O TCU vai apurar a informação de que o Laboratório gastou seis vezes mais para adquirir o insumo da Índia. O órgão vai apurar também se houve gestão de risco com a decisão de aumentar em 100 vezes a produção do medicamento, mesmo sem a comprovação de que haveria benefícios para tratar a Covid-19.

O subprocurador do TCU, Lucas Rocha Furtado declarou que há “evidente ineficácia administrativa” que resultou em desperdício de recursos públicos. Furtado quer que seja apurada a responsabilidade direta do presidente da República. O Laboratório do Exército assinou pelo menos 18 contratos sem licitação, para ampliar a produção do medicamento.

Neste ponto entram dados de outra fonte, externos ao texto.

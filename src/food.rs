use rand::Rng;

use crate::grid::{Cell, Grid};
use crate::snake::Snake;

/// Random draws attempted before falling back to an exhaustive scan.
pub const RANDOM_PLACE_RETRIES: u32 = 64;

/// Picks a uniformly random free cell inside the food rectangle.
///
/// Cells occupied by the snake are rejected; after
/// [`RANDOM_PLACE_RETRIES`] colliding draws the remaining free cells
/// are enumerated and one is chosen uniformly, so a crowded board can
/// never loop forever. Returns `None` only when the snake covers every
/// eligible cell.
#[must_use]
pub fn place<R: Rng + ?Sized>(rng: &mut R, grid: Grid, snake: &Snake) -> Option<Cell> {
    for _ in 0..RANDOM_PLACE_RETRIES {
        let cell = random_cell(rng, grid);
        if !snake.occupies(cell) {
            return Some(cell);
        }
    }

    let free: Vec<Cell> = grid
        .food_cells()
        .filter(|cell| !snake.occupies(*cell))
        .collect();
    if free.is_empty() {
        return None;
    }
    Some(free[rng.gen_range(0..free.len())])
}

fn random_cell<R: Rng + ?Sized>(rng: &mut R, grid: Grid) -> Cell {
    let origin = grid.food_origin();
    Cell {
        x: origin.x + rng.gen_range(0..grid.food_width()),
        y: origin.y + rng.gen_range(0..grid.food_height()),
    }
}

#[cfg(test)]
mod tests {
    use rand::SeedableRng;
    use rand::rngs::StdRng;

    use crate::grid::{Cell, Grid};
    use crate::snake::Snake;

    use super::place;

    fn small_grid() -> Grid {
        // 6×6 cells, 2×2 food rectangle at (2,2)..(4,4).
        Grid::from_viewport(120, 120).expect("viewport should be large enough")
    }

    #[test]
    fn placement_never_overlaps_snake() {
        let mut rng = StdRng::seed_from_u64(7);
        let grid = Grid::from_viewport(280, 280).expect("viewport should be large enough");
        let snake = Snake::from_segments(vec![
            Cell { x: 5, y: 5 },
            Cell { x: 4, y: 5 },
            Cell { x: 3, y: 5 },
            Cell { x: 2, y: 5 },
        ]);

        for _ in 0..200 {
            let cell = place(&mut rng, grid, &snake).expect("board has free cells");
            assert!(!snake.occupies(cell));
            assert!(grid.contains(cell));
        }
    }

    #[test]
    fn crowded_board_falls_back_to_the_single_free_cell() {
        let mut rng = StdRng::seed_from_u64(11);
        let grid = small_grid();
        // Snake covers three of the four food cells.
        let snake = Snake::from_segments(vec![
            Cell { x: 2, y: 2 },
            Cell { x: 2, y: 3 },
            Cell { x: 3, y: 3 },
        ]);

        for _ in 0..20 {
            assert_eq!(place(&mut rng, grid, &snake), Some(Cell { x: 3, y: 2 }));
        }
    }

    #[test]
    fn full_board_yields_no_placement() {
        let mut rng = StdRng::seed_from_u64(13);
        let grid = small_grid();
        let snake = Snake::from_segments(vec![
            Cell { x: 2, y: 2 },
            Cell { x: 3, y: 2 },
            Cell { x: 3, y: 3 },
            Cell { x: 2, y: 3 },
        ]);

        assert_eq!(place(&mut rng, grid, &snake), None);
    }
}
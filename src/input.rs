/// Canonical movement directions for snake input.
#[derive(Debug, Clone, Copy, Eq, PartialEq)]
pub enum Direction {
    Up,
    Down,
    Left,
    Right,
}

impl Direction {
    /// Returns the opposite direction.
    #[must_use]
    pub fn opposite(self) -> Self {
        match self {
            Self::Up => Self::Down,
            Self::Down => Self::Up,
            Self::Left => Self::Right,
            Self::Right => Self::Left,
        }
    }

    /// Returns the cell offset of one step along this direction.
    #[must_use]
    pub fn delta(self) -> (i32, i32) {
        match self {
            Self::Up => (0, -1),
            Self::Down => (0, 1),
            Self::Left => (-1, 0),
            Self::Right => (1, 0),
        }
    }
}

/// Discrete events delivered by the host at arbitrary wall-clock times.
#[derive(Debug, Clone, Copy, Eq, PartialEq)]
pub enum InputEvent {
    Move(Direction),
    TogglePause,
    RequestStart,
}

/// Coalescing buffer between the event source and the tick engine.
///
/// Any number of events may arrive between two ticks; they collapse
/// into one pending direction (last write wins) and two boolean flags,
/// drained exactly once at the start of the next tick.
#[derive(Debug, Clone, Copy, Default, Eq, PartialEq)]
pub struct InputBuffer {
    pending_direction: Option<Direction>,
    pause_toggled: bool,
    start_requested: bool,
}

/// Buffered input applied to exactly one tick.
#[derive(Debug, Clone, Copy, Eq, PartialEq)]
pub struct DrainedInput {
    pub direction: Option<Direction>,
    pub pause_toggled: bool,
    pub start_requested: bool,
}

impl InputBuffer {
    /// Records one event. Safe to call any number of times between ticks.
    pub fn enqueue(&mut self, event: InputEvent) {
        match event {
            InputEvent::Move(direction) => self.pending_direction = Some(direction),
            InputEvent::TogglePause => self.pause_toggled = true,
            InputEvent::RequestStart => self.start_requested = true,
        }
    }

    /// Empties the buffer, returning everything recorded since the last drain.
    pub fn drain(&mut self) -> DrainedInput {
        let taken = std::mem::take(self);
        DrainedInput {
            direction: taken.pending_direction,
            pause_toggled: taken.pause_toggled,
            start_requested: taken.start_requested,
        }
    }
}

#[cfg(test)]
mod tests {
    use super::{Direction, InputBuffer, InputEvent};

    #[test]
    fn opposite_direction_is_correct() {
        assert_eq!(Direction::Up.opposite(), Direction::Down);
        assert_eq!(Direction::Down.opposite(), Direction::Up);
        assert_eq!(Direction::Left.opposite(), Direction::Right);
        assert_eq!(Direction::Right.opposite(), Direction::Left);
    }

    #[test]
    fn direction_events_coalesce_last_write_wins() {
        let mut buffer = InputBuffer::default();

        buffer.enqueue(InputEvent::Move(Direction::Up));
        buffer.enqueue(InputEvent::Move(Direction::Left));
        buffer.enqueue(InputEvent::Move(Direction::Down));

        assert_eq!(buffer.drain().direction, Some(Direction::Down));
    }

    #[test]
    fn repeated_pause_events_collapse_to_one_toggle() {
        let mut buffer = InputBuffer::default();

        buffer.enqueue(InputEvent::TogglePause);
        buffer.enqueue(InputEvent::TogglePause);

        let drained = buffer.drain();
        assert!(drained.pause_toggled);
        assert!(!drained.start_requested);
    }

    #[test]
    fn drain_empties_the_buffer() {
        let mut buffer = InputBuffer::default();
        buffer.enqueue(InputEvent::RequestStart);
        buffer.enqueue(InputEvent::Move(Direction::Up));

        let first = buffer.drain();
        assert!(first.start_requested);
        assert_eq!(first.direction, Some(Direction::Up));

        let second = buffer.drain();
        assert!(!second.start_requested);
        assert!(!second.pause_toggled);
        assert_eq!(second.direction, None);
    }
}
use ratatui::Frame;
use ratatui::layout::{Alignment, Constraint, Layout, Rect};
use ratatui::style::{Modifier, Style};
use ratatui::text::Line;
use ratatui::widgets::{Block, Clear, Paragraph};

use crate::config::Theme;
use crate::game::GameOverReason;

/// Draws the welcome screen as a centered popup.
pub fn render_start_screen(
    frame: &mut Frame<'_>,
    area: Rect,
    high_score: u32,
    last_score: u32,
    theme: &Theme,
) {
    let popup = centered_popup(area, 70, 50);
    frame.render_widget(Clear, popup);

    let [title_row, body_row, footer_row] = Layout::vertical([
        Constraint::Length(2),
        Constraint::Min(4),
        Constraint::Length(1),
    ])
    .areas(popup);

    frame.render_widget(
        Paragraph::new(Line::from("GRIDSNAKE"))
            .alignment(Alignment::Center)
            .style(
                Style::default()
                    .fg(theme.overlay_title)
                    .add_modifier(Modifier::BOLD),
            ),
        title_row,
    );

    let body = vec![
        Line::from(format!("High score: {high_score}")),
        Line::from(format!("Last score: {last_score}")),
        Line::from(""),
        Line::from("[Space] Start"),
        Line::from("[Q] Quit"),
    ];
    frame.render_widget(
        Paragraph::new(body)
            .alignment(Alignment::Center)
            .block(Block::bordered().title(" welcome ")),
        body_row,
    );

    frame.render_widget(
        Paragraph::new(Line::from("Use arrows or WASD to steer"))
            .alignment(Alignment::Center)
            .style(Style::default().fg(theme.overlay_footer)),
        footer_row,
    );
}

/// Draws the pause overlay as a centered popup.
pub fn render_pause_overlay(frame: &mut Frame<'_>, area: Rect) {
    let popup = centered_popup(area, 50, 30);
    frame.render_widget(Clear, popup);

    let lines = vec![
        Line::from("PAUSED"),
        Line::from(""),
        Line::from("[P]/[Esc] Resume"),
    ];
    frame.render_widget(
        Paragraph::new(lines)
            .alignment(Alignment::Center)
            .block(Block::bordered().title(" pause ")),
        popup,
    );
}

/// Draws the game-over screen as a centered popup.
pub fn render_game_over_screen(
    frame: &mut Frame<'_>,
    area: Rect,
    score: u32,
    high_score: u32,
    reason: Option<GameOverReason>,
    theme: &Theme,
) {
    let popup = centered_popup(area, 70, 50);
    frame.render_widget(Clear, popup);

    let lines = vec![
        Line::styled(
            "GAME OVER",
            Style::default()
                .fg(theme.overlay_title)
                .add_modifier(Modifier::BOLD),
        ),
        Line::from(""),
        Line::from(format!("Score: {score}")),
        Line::from(format!("High score: {high_score}")),
        Line::from(match reason {
            Some(GameOverReason::WallCollision) => "You hit the wall",
            Some(GameOverReason::SelfCollision) => "You hit yourself",
            Some(GameOverReason::BoardFull) => "You filled the board",
            None => "",
        }),
        Line::from(if score >= high_score && score > 0 {
            "New high score!"
        } else {
            ""
        }),
        Line::from(""),
        Line::from("[Space] Restart now"),
    ];

    frame.render_widget(
        Paragraph::new(lines)
            .alignment(Alignment::Center)
            .block(Block::bordered().title(" game over ")),
        popup,
    );
}

fn centered_popup(area: Rect, width_percent: u16, height_percent: u16) -> Rect {
    let [_, mid, _] = Layout::vertical([
        Constraint::Percentage((100 - height_percent) / 2),
        Constraint::Percentage(height_percent),
        Constraint::Percentage((100 - height_percent) / 2),
    ])
    .areas(area);

    let [_, center, _] = Layout::horizontal([
        Constraint::Percentage((100 - width_percent) / 2),
        Constraint::Percentage(width_percent),
        Constraint::Percentage((100 - width_percent) / 2),
    ])
    .areas(mid);

    center
}
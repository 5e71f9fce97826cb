use thiserror::Error;

use crate::config::{CELL_SIZE, SAFE_MARGIN_CELLS};
use crate::input::Direction;

/// Grid position in logical cell coordinates, not viewport units.
#[derive(Debug, Clone, Copy, Eq, PartialEq, Hash)]
pub struct Cell {
    pub x: i32,
    pub y: i32,
}

impl Cell {
    /// Returns the neighboring cell one step along `direction`.
    #[must_use]
    pub fn step(self, direction: Direction) -> Self {
        let (dx, dy) = direction.delta();
        Self {
            x: self.x + dx,
            y: self.y + dy,
        }
    }
}

/// Viewport dimensions that cannot hold the playable area.
#[derive(Debug, Error, Clone, Copy, Eq, PartialEq)]
pub enum GeometryError {
    #[error("viewport {width}x{height} units is too small for the playable margins")]
    ViewportTooSmall { width: u16, height: u16 },
}

/// Static playable geometry derived from a viewport.
///
/// Movement bounds are the viewport inset by the safe margin on all
/// sides, with one extra row admitted at the top — the cell-unit
/// counterpart of the border's top/bottom render offsets. Food is
/// placed inside the symmetric inner rectangle, so every food cell is
/// also a legal movement cell.
#[derive(Debug, Clone, Copy, Eq, PartialEq)]
pub struct Grid {
    cols: i32,
    rows: i32,
    margin: i32,
}

impl Grid {
    /// Converts viewport dimensions in logical units into cell geometry.
    ///
    /// Fails when the margins leave less than a 2×2 food rectangle, in
    /// which case no game can be started on this viewport.
    pub fn from_viewport(width: u16, height: u16) -> Result<Self, GeometryError> {
        let cols = i32::from(width / CELL_SIZE);
        let rows = i32::from(height / CELL_SIZE);
        let margin = SAFE_MARGIN_CELLS;

        if cols < 2 * margin + 2 || rows < 2 * margin + 2 {
            return Err(GeometryError::ViewportTooSmall { width, height });
        }

        Ok(Self { cols, rows, margin })
    }

    /// Returns true when `cell` lies inside the movement bounds.
    #[must_use]
    pub fn contains(self, cell: Cell) -> bool {
        cell.x >= self.margin
            && cell.x < self.cols - self.margin
            && cell.y >= self.margin - 1
            && cell.y < self.rows - self.margin
    }

    /// Returns the center cell, where a new snake is seeded.
    #[must_use]
    pub fn center(self) -> Cell {
        Cell {
            x: self.cols / 2,
            y: self.rows / 2,
        }
    }

    /// Top-left cell of the movement bounds.
    #[must_use]
    pub fn bounds_origin(self) -> Cell {
        Cell {
            x: self.margin,
            y: self.margin - 1,
        }
    }

    /// Width of the movement bounds in cells.
    #[must_use]
    pub fn bounds_width(self) -> i32 {
        self.cols - 2 * self.margin
    }

    /// Height of the movement bounds in cells, including the extra top row.
    #[must_use]
    pub fn bounds_height(self) -> i32 {
        self.rows - 2 * self.margin + 1
    }

    /// Top-left cell of the food rectangle.
    #[must_use]
    pub fn food_origin(self) -> Cell {
        Cell {
            x: self.margin,
            y: self.margin,
        }
    }

    /// Width of the food rectangle in cells.
    #[must_use]
    pub fn food_width(self) -> i32 {
        self.cols - 2 * self.margin
    }

    /// Height of the food rectangle in cells.
    #[must_use]
    pub fn food_height(self) -> i32 {
        self.rows - 2 * self.margin
    }

    /// Iterates over every cell eligible for food placement.
    pub fn food_cells(self) -> impl Iterator<Item = Cell> {
        let origin = self.food_origin();
        (origin.y..origin.y + self.food_height()).flat_map(move |y| {
            (origin.x..origin.x + self.food_width()).map(move |x| Cell { x, y })
        })
    }
}

#[cfg(test)]
mod tests {
    use crate::input::Direction;

    use super::{Cell, GeometryError, Grid};

    fn grid_280() -> Grid {
        // 280 units / 20 per cell = 14×14 cells, 10×10 food rectangle.
        Grid::from_viewport(280, 280).expect("viewport should be large enough")
    }

    #[test]
    fn cell_steps_one_unit_per_direction() {
        let cell = Cell { x: 5, y: 5 };

        assert_eq!(cell.step(Direction::Up), Cell { x: 5, y: 4 });
        assert_eq!(cell.step(Direction::Down), Cell { x: 5, y: 6 });
        assert_eq!(cell.step(Direction::Left), Cell { x: 4, y: 5 });
        assert_eq!(cell.step(Direction::Right), Cell { x: 6, y: 5 });
    }

    #[test]
    fn movement_bounds_admit_one_extra_top_row() {
        let grid = grid_280();

        assert!(grid.contains(Cell { x: 2, y: 1 }));
        assert!(!grid.contains(Cell { x: 2, y: 0 }));
        assert!(grid.contains(Cell { x: 11, y: 11 }));
        assert!(!grid.contains(Cell { x: 12, y: 11 }));
        assert!(!grid.contains(Cell { x: 11, y: 12 }));
        assert!(!grid.contains(Cell { x: 1, y: 5 }));
    }

    #[test]
    fn food_rectangle_is_symmetric_inset() {
        let grid = grid_280();

        assert_eq!(grid.food_origin(), Cell { x: 2, y: 2 });
        assert_eq!(grid.food_width(), 10);
        assert_eq!(grid.food_height(), 10);
        assert_eq!(grid.food_cells().count(), 100);
        assert!(grid.food_cells().all(|cell| grid.contains(cell)));
    }

    #[test]
    fn center_lies_inside_movement_bounds() {
        let grid = grid_280();
        assert!(grid.contains(grid.center()));
    }

    #[test]
    fn undersized_viewport_is_a_geometry_error() {
        assert_eq!(
            Grid::from_viewport(100, 280),
            Err(GeometryError::ViewportTooSmall {
                width: 100,
                height: 280
            })
        );
        assert_eq!(
            Grid::from_viewport(280, 60),
            Err(GeometryError::ViewportTooSmall {
                width: 280,
                height: 60
            })
        );
    }
}
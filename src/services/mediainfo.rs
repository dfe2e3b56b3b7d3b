//! Media inspection via ffprobe.
//!
//! Extracts track-level metadata (video codec, embedded subtitle
//! languages) from media files. Any failure to run ffprobe or parse its
//! output degrades to an empty track list, never an error: callers fall
//! back to filename-based classification.

use serde::Deserialize;
use std::path::Path;
use std::process::Command;

/// Track type as reported by the probe.
#[derive(Debug, Clone, Copy, PartialEq, Eq)]
pub enum TrackKind {
    Video,
    Text,
    Other,
}

/// One probed track.
#[derive(Debug, Clone)]
pub struct Track {
    pub kind: TrackKind,
    /// Language code, uppercased; "UNK" when the container has none.
    pub language: String,
    /// Codec or format identifier.
    pub codec: String,
}

/// Video codec families relevant to quality scoring, best first.
#[derive(Debug, Clone, Copy, PartialEq, Eq)]
pub enum Codec {
    Av1,
    H265,
    H264,
}

/// FFprobe output format.
#[derive(Debug, Deserialize)]
struct FfprobeOutput {
    #[serde(default)]
    streams: Vec<FfprobeStream>,
}

/// FFprobe stream information.
#[derive(Debug, Deserialize)]
struct FfprobeStream {
    codec_type: Option<String>,
    codec_name: Option<String>,
    codec_tag_string: Option<String>,
    #[serde(default)]
    tags: Option<StreamTags>,
}

#[derive(Debug, Default, Deserialize)]
struct StreamTags {
    language: Option<String>,
}

/// Probe a media file and return its tracks. Returns an empty list when
/// ffprobe is missing, fails, or produces unparseable output.
pub fn inspect(path: &Path) -> Vec<Track> {
    let output = match Command::new("ffprobe")
        .args(["-v", "quiet", "-print_format", "json", "-show_streams"])
        .arg(path)
        .output()
    {
        Ok(output) if output.status.success() => output,
        _ => return Vec::new(),
    };

    let ffprobe: FfprobeOutput = match serde_json::from_slice(&output.stdout) {
        Ok(parsed) => parsed,
        Err(e) => {
            tracing::debug!("unparseable ffprobe output for {:?}: {}", path, e);
            return Vec::new();
        }
    };

    ffprobe
        .streams
        .into_iter()
        .map(|stream| {
            let kind = match stream.codec_type.as_deref() {
                Some("video") => TrackKind::Video,
                Some("subtitle") => TrackKind::Text,
                _ => TrackKind::Other,
            };
            let language = stream
                .tags
                .and_then(|t| t.language)
                .filter(|l| !l.is_empty())
                .unwrap_or_else(|| "UNK".to_string())
                .to_uppercase();
            // Prefer the codec tag (e.g. "hvc1", "av01") over the codec
            // name so the classification sees container-level ids too.
            let codec = stream
                .codec_tag_string
                .filter(|t| !t.is_empty() && t != "[0][0][0][0]")
                .or(stream.codec_name)
                .unwrap_or_default();
            Track { kind, language, codec }
        })
        .collect()
}

/// Classify a codec identifier into one of the scored families.
pub fn classify_codec_id(id: &str) -> Option<Codec> {
    let id = id.to_lowercase();
    if ["av01", "av1"].iter().any(|c| id.contains(c)) {
        Some(Codec::Av1)
    } else if ["hevc", "h265", "x265", "hev1", "hvc1"].iter().any(|c| id.contains(c)) {
        Some(Codec::H265)
    } else if ["avc", "h264", "x264", "avc1"].iter().any(|c| id.contains(c)) {
        Some(Codec::H264)
    } else {
        None
    }
}

/// Detect the video codec of a directory by probing its first media file.
/// Only the first media file and its first video track are consulted.
pub fn probe_directory_codec(dir: &Path) -> Option<Codec> {
    let entries = std::fs::read_dir(dir).ok()?;
    for entry in entries.flatten() {
        let path = entry.path();
        if !path.is_file() || !crate::utils::fs::is_media_file(&path) {
            continue;
        }
        let codec = inspect(&path)
            .iter()
            .find(|t| t.kind == TrackKind::Video)
            .and_then(|t| classify_codec_id(&t.codec));
        return codec;
    }
    None
}

/// All embedded text tracks of a media file as (language, format) pairs.
/// A format of "UTF-8" is collapsed to `None`: it names an encoding, not
/// a subtitle format.
pub fn embedded_subtitles(path: &Path) -> Vec<(String, Option<String>)> {
    inspect(path)
        .into_iter()
        .filter(|t| t.kind == TrackKind::Text)
        .map(|t| {
            let format = if t.codec.is_empty() || t.codec.eq_ignore_ascii_case("utf-8") {
                None
            } else {
                Some(t.codec)
            };
            (t.language, format)
        })
        .collect()
}

#[cfg(test)]
mod tests {
    use super::*;

    #[test]
    fn test_classify_codec_id() {
        assert_eq!(classify_codec_id("av01"), Some(Codec::Av1));
        assert_eq!(classify_codec_id("hvc1"), Some(Codec::H265));
        assert_eq!(classify_codec_id("HEVC"), Some(Codec::H265));
        assert_eq!(classify_codec_id("avc1"), Some(Codec::H264));
        assert_eq!(classify_codec_id("vp9"), None);
    }

    #[test]
    fn test_inspect_missing_file_is_empty() {
        assert!(inspect(Path::new("/nonexistent/file.mkv")).is_empty());
    }
}
//! Error types for tidyflix.

use thiserror::Error;

/// Result type alias using our Error type.
pub type Result<T> = std::result::Result<T, Error>;

/// Main error type for tidyflix.
#[derive(Error, Debug)]
pub enum Error {
    // File system errors
    #[error("Path not found: {0}")]
    PathNotFound(String),

    #[error("Not a directory: {0}")]
    NotADirectory(String),

    // IO errors
    #[error("IO error: {0}")]
    Io(#[from] std::io::Error),

    // Generic errors
    #[error("{0}")]
    Other(String),
}

impl Error {
    /// Create a generic error from a string.
    pub fn other<S: Into<String>>(msg: S) -> Self {
        Error::Other(msg.into())
    }
}
//! Media presence verification command.

use crate::cli::commands;
use crate::utils::fs as fsutil;
use crate::utils::ui::Palette;
use crate::Result;
use std::path::{Path, PathBuf};

/// Verify that every immediate subdirectory contains at least one media
/// file somewhere in its tree. With `delete`, directories that fail the
/// check are removed, unless they hold archive files that might still
/// be extracted.
pub fn run(directories: &[PathBuf], delete: bool, palette: Palette) -> Result<bool> {
    let target_dirs = commands::validate_directories(directories)?;

    let mut total_checked = 0usize;
    let mut total_empty = 0usize;
    let mut total_warnings = 0usize;

    for target_dir in &target_dirs {
        let resolved = commands::display_path(target_dir);
        println!(
            "\n{}",
            palette.cyan(&format!("Verifying directory: {}", resolved.display()))
        );

        let (checked, empty, warnings) = verify_one_root(target_dir, delete, palette);
        total_checked += checked;
        total_empty += empty;
        total_warnings += warnings;
    }

    println!("\n{}", palette.bold_blue("Summary:"));
    println!("  Directories checked: {}", total_checked);
    if total_empty == 0 {
        println!(
            "  {}",
            palette.green("All directories contain media files")
        );
    } else if delete {
        println!(
            "  {}",
            palette.red(&format!("{} directories deleted", total_empty))
        );
    } else {
        println!(
            "  {}",
            palette.red(&format!("{} directories without media files", total_empty))
        );
    }
    if total_warnings > 0 {
        println!(
            "  {}",
            palette.yellow(&format!(
                "{} directories contain archive files (rar, par2)",
                total_warnings
            ))
        );
    }

    Ok(total_empty == 0)
}

/// Check the immediate subdirectories of one root. Returns
/// (checked, empty, warnings) counts.
fn verify_one_root(root: &Path, delete: bool, palette: Palette) -> (usize, usize, usize) {
    let mut subdirs: Vec<(String, PathBuf)> = Vec::new();
    match std::fs::read_dir(root) {
        Ok(entries) => {
            for entry in entries.flatten() {
                let path = entry.path();
                if path.is_dir() {
                    subdirs.push((entry.file_name().to_string_lossy().to_string(), path));
                }
            }
        }
        Err(_) => {
            println!("  {}", palette.red("Cannot access directory"));
            return (0, 0, 0);
        }
    }

    if subdirs.is_empty() {
        println!("  {}", palette.yellow("No subdirectories found"));
        return (0, 0, 0);
    }
    subdirs.sort_by(|a, b| a.0.cmp(&b.0));

    let mut checked = 0usize;
    let mut empty = 0usize;
    let mut warnings = 0usize;

    for (name, path) in subdirs {
        checked += 1;

        let has_archives = fsutil::has_archive_files_recursive(&path);
        let has_media = fsutil::has_media_files_recursive(&path);

        if has_archives {
            println!(
                "  {}",
                palette.yellow(&format!("Contains archive files: {}", name))
            );
            warnings += 1;
        }
        if has_media {
            continue;
        }

        // Archives may still be extracted into media; never auto-delete.
        if delete && !has_archives {
            match std::fs::remove_dir_all(&path) {
                Ok(()) => println!("  {}", palette.red(&format!("Deleted: {}", name))),
                Err(e) => println!(
                    "  {}",
                    palette.red(&format!("Failed to delete {}: {}", name, e))
                ),
            }
        } else if has_archives {
            println!(
                "  {}",
                palette.yellow(&format!(
                    "No media files (protected due to archives): {}",
                    name
                ))
            );
        } else {
            println!("  {}", palette.red(&format!("No media files: {}", name)));
        }
        empty += 1;
    }

    (checked, empty, warnings)
}
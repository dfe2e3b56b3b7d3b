//! Core business logic modules.

pub mod deletion;
pub mod grouper;
pub mod normalize;
pub mod resolver;
pub mod scanner;
pub mod scoring;
pub mod subtitles;
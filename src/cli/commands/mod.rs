//! CLI command implementations.
//!
//! Each command returns `Ok(true)` on full success and `Ok(false)` when
//! it completed but found problems; the caller maps that to the process
//! exit code.

pub mod clean;
pub mod dedup;
pub mod filenames;
pub mod normalize;
pub mod organize;
pub mod verify;

use crate::utils::fs as fsutil;
use crate::Result;
use std::path::{Path, PathBuf};

/// Validate every target up front so a typo fails fast instead of
/// halfway through a multi-directory run.
pub fn validate_directories(directories: &[PathBuf]) -> Result<Vec<PathBuf>> {
    for dir in directories {
        fsutil::ensure_directory(dir)?;
    }
    Ok(directories.to_vec())
}

/// Resolve a path for display, falling back to the raw path when
/// canonicalization fails.
pub fn display_path(path: &Path) -> PathBuf {
    std::fs::canonicalize(path).unwrap_or_else(|_| path.to_path_buf())
}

Todos esses casos, como disse antes, são muito mais que corrupção. Os envolvidos deveriam ser responsabilizados, no mínimo, por genocídio “culposo”. Mas essa figura não existe na legislação porque supõe-se que todo genocídio decorra de determinação de matar em grande escala, o que tipificaria como crime doloso. No caso dos desvios na saúde, o objetivo, pelo menos da maioria, não era matar e sim assaltar os cofres públicos. O genocídio acontece como efeito colateral. Enquadrar os envolvidos apenas em crimes de corrupção é muito pouco, não dá conta da monstruosidade que estão cometendo.